▶ **Exercise input**:
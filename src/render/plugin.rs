//! Plugin selection and camera zoom

use serde::{Deserialize, Serialize};
use tracing::warn;

/// Compositing layer a plugin draws
#[derive(Debug, Clone, Copy, PartialEq, Eq, Hash, Serialize, Deserialize)]
pub enum PluginKind {
    /// Camera texture into the offscreen framebuffer
    Camera,
    /// Visual effect over the camera framebuffer
    Preview,
    /// Overlay, including the capture zone frame
    Ui,
}

/// Known plugin ids per kind and the active one of each
#[derive(Debug, Clone)]
pub struct PluginRegistry {
    camera: Vec<String>,
    preview: Vec<String>,
    ui: Vec<String>,
    active: [usize; 3],
}

fn slot(kind: PluginKind) -> usize {
    match kind {
        PluginKind::Camera => 0,
        PluginKind::Preview => 1,
        PluginKind::Ui => 2,
    }
}

impl PluginRegistry {
    /// The first id of each list is active initially. Empty lists get a
    /// `default` entry.
    pub fn new(camera: Vec<String>, preview: Vec<String>, ui: Vec<String>) -> Self {
        let or_default = |ids: Vec<String>| {
            if ids.is_empty() {
                vec!["default".to_string()]
            } else {
                ids
            }
        };
        Self {
            camera: or_default(camera),
            preview: or_default(preview),
            ui: or_default(ui),
            active: [0; 3],
        }
    }

    fn ids(&self, kind: PluginKind) -> &[String] {
        match kind {
            PluginKind::Camera => &self.camera,
            PluginKind::Preview => &self.preview,
            PluginKind::Ui => &self.ui,
        }
    }

    pub fn active(&self, kind: PluginKind) -> &str {
        &self.ids(kind)[self.active[slot(kind)]]
    }

    /// Switches the active plugin. Unknown ids are ignored.
    pub fn select(&mut self, kind: PluginKind, id: &str) -> bool {
        match self.ids(kind).iter().position(|known| known == id) {
            Some(index) => {
                self.active[slot(kind)] = index;
                true
            }
            None => {
                warn!("Unknown {:?} plugin '{}', keeping '{}'", kind, id, self.active(kind));
                false
            }
        }
    }
}

/// Zoom request from the input side
#[derive(Debug, Clone, Copy, PartialEq, Eq, Default, Serialize, Deserialize)]
pub enum ZoomState {
    #[default]
    None,
    In,
    Out,
    Reset,
}

/// Camera zoom factor, stepped once per rendered frame while a zoom
/// request is held
#[derive(Debug, Clone)]
pub struct Zoom {
    state: ZoomState,
    factor: f32,
    max: f32,
    velocity: f32,
}

impl Zoom {
    pub fn new(max: f32, velocity: f32) -> Self {
        Self {
            state: ZoomState::None,
            factor: 1.0,
            max: max.max(1.0),
            velocity: velocity.max(1.0),
        }
    }

    pub fn set_state(&mut self, state: ZoomState) {
        self.state = state;
    }

    pub fn state(&self) -> ZoomState {
        self.state
    }

    pub fn factor(&self) -> f32 {
        self.factor
    }

    pub fn step(&mut self) -> f32 {
        match self.state {
            ZoomState::None => {}
            ZoomState::Reset => {
                self.factor = 1.0;
                self.state = ZoomState::None;
            }
            ZoomState::In => {
                self.factor = (self.factor + self.factor / self.velocity).min(self.max);
            }
            ZoomState::Out => {
                self.factor = (self.factor - self.factor / self.velocity).max(1.0);
            }
        }
        self.factor
    }
}

#[cfg(test)]
mod tests {
    use super::*;

    fn registry() -> PluginRegistry {
        PluginRegistry::new(
            vec!["camera_default".into()],
            vec!["preview_default".into(), "preview_toon".into()],
            vec![],
        )
    }

    #[test]
    fn test_first_plugin_is_active() {
        let r = registry();
        assert_eq!(r.active(PluginKind::Camera), "camera_default");
        assert_eq!(r.active(PluginKind::Preview), "preview_default");
        assert_eq!(r.active(PluginKind::Ui), "default");
    }

    #[test]
    fn test_select_known_and_unknown() {
        let mut r = registry();
        assert!(r.select(PluginKind::Preview, "preview_toon"));
        assert_eq!(r.active(PluginKind::Preview), "preview_toon");

        assert!(!r.select(PluginKind::Preview, "preview_sepia"));
        assert_eq!(r.active(PluginKind::Preview), "preview_toon");
    }

    #[test]
    fn test_zoom_in_is_capped() {
        let mut zoom = Zoom::new(2.0, 10.0);
        zoom.set_state(ZoomState::In);
        assert!((zoom.step() - 1.1).abs() < 1e-6);
        for _ in 0..100 {
            zoom.step();
        }
        assert_eq!(zoom.factor(), 2.0);
    }

    #[test]
    fn test_zoom_out_floors_at_one() {
        let mut zoom = Zoom::new(10.0, 10.0);
        zoom.set_state(ZoomState::In);
        zoom.step();
        zoom.set_state(ZoomState::Out);
        for _ in 0..10 {
            zoom.step();
        }
        assert_eq!(zoom.factor(), 1.0);
    }

    #[test]
    fn test_zoom_none_holds_and_reset_clears() {
        let mut zoom = Zoom::new(10.0, 10.0);
        zoom.set_state(ZoomState::In);
        zoom.step();
        zoom.set_state(ZoomState::None);
        let held = zoom.step();
        assert_eq!(zoom.step(), held);

        zoom.set_state(ZoomState::Reset);
        assert_eq!(zoom.step(), 1.0);
        assert_eq!(zoom.state(), ZoomState::None);
    }
}
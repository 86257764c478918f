//! Image analysis capability consumed by the validation actor

use thiserror::Error;

use crate::capture::{Capture, ValidationState};

#[derive(Debug, Clone, Error, PartialEq, Eq)]
pub enum AnalyzerError {
    #[error("capture has no pixels")]
    MissingPixels,

    #[error("analysis failed: {0}")]
    Failed(String),

    #[error("analyzer took the capture's pixel buffer")]
    PixelsTaken,

    #[error("analyzer panicked: {0}")]
    Panicked(String),

    #[error("analysis took {elapsed_ms}ms, limit is {limit_ms}ms")]
    TimedOut { elapsed_ms: u64, limit_ms: u64 },
}

/// Decides whether a read-back capture is a keeper.
///
/// Implementations are synchronous and may be backed by foreign code. They
/// may set fields on the capture but must not take its pixel buffer; doing
/// so fails the validation. Panics are caught by the caller.
pub trait Analyzer: Send {
    /// Returns `Succeeded` or `Failed`
    fn analyze(&mut self, capture: &mut Capture) -> Result<ValidationState, AnalyzerError>;
}

impl<F> Analyzer for F
where
    F: FnMut(&mut Capture) -> Result<ValidationState, AnalyzerError> + Send,
{
    fn analyze(&mut self, capture: &mut Capture) -> Result<ValidationState, AnalyzerError> {
        self(capture)
    }
}

/// Accepts every capture that carries pixels
#[derive(Debug, Default, Clone, Copy)]
pub struct AcceptAll;

impl Analyzer for AcceptAll {
    fn analyze(&mut self, capture: &mut Capture) -> Result<ValidationState, AnalyzerError> {
        match capture.pixels {
            Some(ref pixels) if !pixels.is_empty() => Ok(ValidationState::Succeeded),
            _ => Err(AnalyzerError::MissingPixels),
        }
    }
}
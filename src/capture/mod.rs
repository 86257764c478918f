pub mod builder;
pub mod frame;
pub mod pool;
pub mod record;

pub use builder::CaptureSnapshotBuilder;
pub use frame::FrameMetadata;
pub use pool::{BufferAllocator, BufferPool};
pub use record::{Capture, Readiness, ValidationState};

▶ **Task statement**: Which of the lines above hold the string "AnalyzerError"? Copy each one.

▶ **Solution for this problem**:
pub enum AnalyzerError {
    fn analyze(&mut self, capture: &mut Capture) -> Result<ValidationState, AnalyzerError>;
    F: FnMut(&mut Capture) -> Result<ValidationState, AnalyzerError> + Send,
    fn analyze(&mut self, capture: &mut Capture) -> Result<ValidationState, AnalyzerError> {
    fn analyze(&mut self, capture: &mut Capture) -> Result<ValidationState, AnalyzerError> {
            _ => Err(AnalyzerError::MissingPixels),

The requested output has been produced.